Funder: Conrad N. Hilton Foundation
Health Promotion in Transition: Effects of Web-Based Health Information on Disease Management and Alcohol Use for Youth with Type 1 Diabetes in College
In this pilot trial, we are evaluating the acceptability and efficiency of using various web platforms for engaging college students in online health-related research. We are also conducting a compare effectiveness trial of a brief video intervention about diabetes self-management and safety risks associated with alcohol use and diabetes delivered by a peer versus a provider via online platforms to college youth with Type 1 Diabetes. We will compare the effectiveness of each video (peer-framed versus provider framed) in changing participants knowledge, attitudes, beliefs, and practices/plans for diabetes self-management and alcohol use before and after viewing the video. Findings will provide preliminary information about engaging this population, experimental data about acceptability and effects of two approaches to delivering health promotion/prevention content, and will advance development of a novel intervention grounded in the behaviors, needs, and preferences of college youth with T1D.
Funder: Boston Children’s Hospital Research Faculty Council Pilot Award
Quality of Life for Youth with Chronic Illness
The Patient Voice and Participatory Research
Clinical Validation of PROMIS® Pediatric Measures in Diverse Research Networks
Clinical measures of disease used in research and healthcare delivery settings do not fully capture the impact and burden of chronic diseases and their treatment on the lives of children and adolescents.

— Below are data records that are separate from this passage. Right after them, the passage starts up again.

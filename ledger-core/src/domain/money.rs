//! Monetary arithmetic over `Decimal`
//!
//! Amounts and balances are persisted as `DECIMAL(38, 10)`, so every value the
//! ledger accepts must fit that column: at most `MAX_SCALE` fractional digits
//! and a magnitude strictly below `10^28`. Arithmetic never rounds or wraps;
//! anything that would is rejected as an invalid argument.

use rust_decimal::Decimal;

use super::result::{Error, Result};

/// Maximum number of fractional digits stored for an amount or balance
pub const MAX_SCALE: u32 = 10;

/// Exclusive upper bound on the magnitude of any stored value (10^28)
pub fn max_magnitude() -> Decimal {
    Decimal::from_i128_with_scale(10_i128.pow(28), 0)
}

fn check_representable(value: Decimal, what: &str) -> Result<()> {
    if value.normalize().scale() > MAX_SCALE {
        return Err(Error::invalid_argument(format!(
            "{} {} has more than {} decimal places",
            what, value, MAX_SCALE
        )));
    }
    if value.abs() >= max_magnitude() {
        return Err(Error::invalid_argument(format!(
            "{} {} exceeds the supported range",
            what, value
        )));
    }
    Ok(())
}

/// Validate a transfer amount: strictly positive and representable
pub fn validate_amount(amount: Decimal) -> Result<()> {
    if amount <= Decimal::ZERO {
        return Err(Error::invalid_argument(format!(
            "amount must be greater than zero, got {}",
            amount
        )));
    }
    check_representable(amount, "amount")
}

/// Validate an account balance: non-negative and representable
pub fn validate_balance(balance: Decimal) -> Result<()> {
    if balance.is_sign_negative() && !balance.is_zero() {
        return Err(Error::invalid_argument(format!(
            "balance must not be negative, got {}",
            balance
        )));
    }
    check_representable(balance, "balance")
}

/// Subtract `amount` from `balance`
///
/// Callers check sufficiency first; a negative result is still refused here.
pub fn checked_debit(balance: Decimal, amount: Decimal) -> Result<Decimal> {
    let result = balance
        .checked_sub(amount)
        .ok_or_else(|| Error::invalid_argument("debit overflows the amount type"))?;
    if result < Decimal::ZERO {
        return Err(Error::invalid_argument(format!(
            "debit of {} from {} would go negative",
            amount, balance
        )));
    }
    Ok(result.normalize())
}

/// Add `amount` to `balance`, refusing overflow and silent rounding
pub fn checked_credit(balance: Decimal, amount: Decimal) -> Result<Decimal> {
    let result = balance
        .checked_add(amount)
        .ok_or_else(|| Error::invalid_argument("credit overflows the amount type"))?;
    // Decimal drops fractional digits instead of failing when the mantissa is full
    if result - amount != balance {
        return Err(Error::invalid_argument(format!(
            "credit of {} to {} cannot be represented exactly",
            amount, balance
        )));
    }
    check_representable(result, "resulting balance")?;
    Ok(result.normalize())
}

#[cfg(test)]
mod tests {
    use super::*;
    use rust_decimal_macros::dec;

    #[test]
    fn test_validate_amount() {
        assert!(validate_amount(dec!(0.01)).is_ok());
        assert!(matches!(validate_amount(dec!(0)), Err(Error::InvalidArgument(_))));
        assert!(matches!(validate_amount(dec!(-5)), Err(Error::InvalidArgument(_))));
        // 11 fractional digits do not fit the stored column
        assert!(matches!(
            validate_amount(dec!(0.00000000001)),
            Err(Error::InvalidArgument(_))
        ));
        // trailing zeros beyond the scale are fine
        assert!(validate_amount(dec!(1.000000000000)).is_ok());
    }

    #[test]
    fn test_validate_balance_allows_zero() {
        assert!(validate_balance(dec!(0)).is_ok());
        assert!(validate_balance(dec!(-0.0)).is_ok());
        assert!(validate_balance(dec!(-0.01)).is_err());
        assert!(validate_balance(max_magnitude()).is_err());
    }

    #[test]
    fn test_checked_debit_to_zero() {
        assert_eq!(checked_debit(dec!(100.0), dec!(100.0)).unwrap(), dec!(0));
        assert!(checked_debit(dec!(1), dec!(2)).is_err());
    }

    #[test]
    fn test_checked_credit_rejects_out_of_range() {
        assert_eq!(checked_credit(dec!(1.5), dec!(2.25)).unwrap(), dec!(3.75));

        let near_max = max_magnitude() - dec!(1);
        assert!(matches!(
            checked_credit(near_max, dec!(1)),
            Err(Error::InvalidArgument(_))
        ));
        assert!(matches!(
            checked_credit(Decimal::MAX, dec!(1)),
            Err(Error::InvalidArgument(_))
        ));
    }
}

To more fully capture youth’s experiences and perspectives, the Patient-Reported Outcomes Measurement Information System® (PROMIS®) Pediatric measures were designed but remain underutilized by the research and clinical communities. “Clinical Validation of PROMIS Pediatric Measures in Diverse Research Networks” aims to leverage existing data collection networks to conduct a multi-site longitudinal evaluation of PROMIS measures in children and adolescents with rheumatic disease, cancer, and inflammatory bowel disease.
As PI of Project 1, Dr. Weitzman is leading a national, multi-site study of PROMIS measures in youth with rheumatic disease (juvenile idiopathic arthritis, lupus) and their parent proxies. This research will enhance the clinical validity, meaningfulness, and usefulness of the PROMIS Pediatric measures to help promote the adoption of patient-centered measures in routine clinical care and research to improve the health of children and adolescents with chronic medical conditions.

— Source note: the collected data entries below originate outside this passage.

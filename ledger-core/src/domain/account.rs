//! Account domain model

use std::fmt;
use std::str::FromStr;

use chrono::{DateTime, Utc};
use rust_decimal::Decimal;
use serde::{Deserialize, Serialize};

use super::money;
use super::result::{Error, Result};

/// Caller assigned account identifier, always positive
#[derive(Debug, Clone, Copy, PartialEq, Eq, PartialOrd, Ord, Hash, Serialize, Deserialize)]
#[serde(transparent)]
pub struct AccountId(pub u64);

impl AccountId {
    /// Build an id, rejecting zero
    pub fn new(id: u64) -> Result<Self> {
        if id == 0 {
            return Err(Error::invalid_argument("account id must be a positive integer"));
        }
        Ok(Self(id))
    }
}

impl fmt::Display for AccountId {
    fn fmt(&self, f: &mut fmt::Formatter<'_>) -> fmt::Result {
        write!(f, "{}", self.0)
    }
}

impl FromStr for AccountId {
    type Err = Error;

    fn from_str(s: &str) -> Result<Self> {
        let id = s
            .trim()
            .parse::<u64>()
            .map_err(|_| Error::invalid_argument(format!("invalid account id: {:?}", s)))?;
        Self::new(id)
    }
}

/// An account holding a non-negative balance
#[derive(Debug, Clone, PartialEq, Serialize, Deserialize)]
pub struct Account {
    pub id: AccountId,
    pub balance: Decimal,
    pub created_at: DateTime<Utc>,
    pub updated_at: DateTime<Utc>,
}

impl Account {
    /// Create a new account with its opening balance
    pub fn new(id: AccountId, balance: Decimal) -> Self {
        let now = Utc::now();
        Self {
            id,
            balance: balance.normalize(),
            created_at: now,
            updated_at: now,
        }
    }

    /// Validate account data before it is persisted
    pub fn validate(&self) -> Result<()> {
        if self.id.0 == 0 {
            return Err(Error::invalid_argument("account id must be a positive integer"));
        }
        money::validate_balance(self.balance)
    }
}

For more information please visit: https://www.peprconsortium.org/
Leveraging social media to engage adolescent participants in patient-centered cohort research for the clinical care of rheumatic diseases
Detailed and sensitive investigations with longitudinally engaged cohorts of youth are needed to understand the multifaceted experience of chronic illness and the impact of the disease course and treatment on the developing child. To attain this, we need nimble and scalable approaches for engaging youth in regularly sharing information germane to their health. Social media may address this need: youth participation in social media is ubiquitous and large percentages of youth engage around health and social behaviors. The purpose of our project is to understand the feasibility and value of collecting social media data from a cohort of teens with a chronic rheumatic condition, to augment understanding of psychosocial risks associated with chronic illness and complement structured patient-reported and clinical metrics. Findings will inform the nationally prioritized research goal of enabling cohort engagement and data donation for health research, and development of patient-centered interventions vital to improve outcomes.